The word "training" may appear in some lines of the data; copy every such line.

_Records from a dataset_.
::::::::::
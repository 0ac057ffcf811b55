//! Errors raised by network construction, training and the service layer.
//!
//! Every variant except `Poisoned` is an input validation failure, detected
//! before the network is touched.

use std::fmt;

use thiserror::Error;

/// Which end of the network a pattern disagreed with.
#[derive(Copy, Clone, Debug, PartialEq, Eq)]
pub enum Side {
    /// The pattern's features against the input layer.
    Input,
    /// The pattern's targets against the output layer.
    Output,
}

impl fmt::Display for Side {
    fn fmt(&self, f: &mut fmt::Formatter) -> fmt::Result {
        match *self {
            Side::Input => write!(f, "input"),
            Side::Output => write!(f, "output"),
        }
    }
}

#[derive(Debug, Error, Clone, PartialEq)]
pub enum Error {
    /// Fewer than two layers were requested.
    #[error("invalid topology: need at least 2 layers, got {layers}")]
    InvalidTopology { layers: usize },

    /// A layer was requested with no neurons.
    #[error("invalid topology: layer {index} has no neurons")]
    EmptyLayer { index: usize },

    /// A pattern's width disagrees with the network.
    #[error("{side} size mismatch in pattern {pattern}: expected {expected}, got {got}")]
    DimensionMismatch {
        side: Side,
        pattern: usize,
        expected: usize,
        got: usize,
    },

    /// A neuron's weights do not line up with the previous layer.
    #[error("layer {layer} neuron {neuron} has {got} weights, previous layer has {expected} neurons")]
    WeightCount {
        layer: usize,
        neuron: usize,
        expected: usize,
        got: usize,
    },

    #[error("learning rate must be finite and positive, got {rate}")]
    InvalidLearningRate { rate: f64 },

    #[error("no training patterns provided")]
    EmptyPatternSet,

    #[error("epoch count must be at least 1")]
    InvalidEpochCount,

    /// A writer panicked while holding the network lock.
    #[error("network state is poisoned")]
    Poisoned,
}

impl Error {
    /// Returns true if the error was caused by the caller's input.
    pub fn is_bad_request(&self) -> bool {
        match *self {
            Error::Poisoned => false,
            _ => true,
        }
    }
}

pub type Result<T> = std::result::Result<T, Error>;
::::::::::
_ANSWER FOR THIS EXERCISE_.
//! Errors raised by network construction, training and the service layer.
    #[error("no training patterns provided")]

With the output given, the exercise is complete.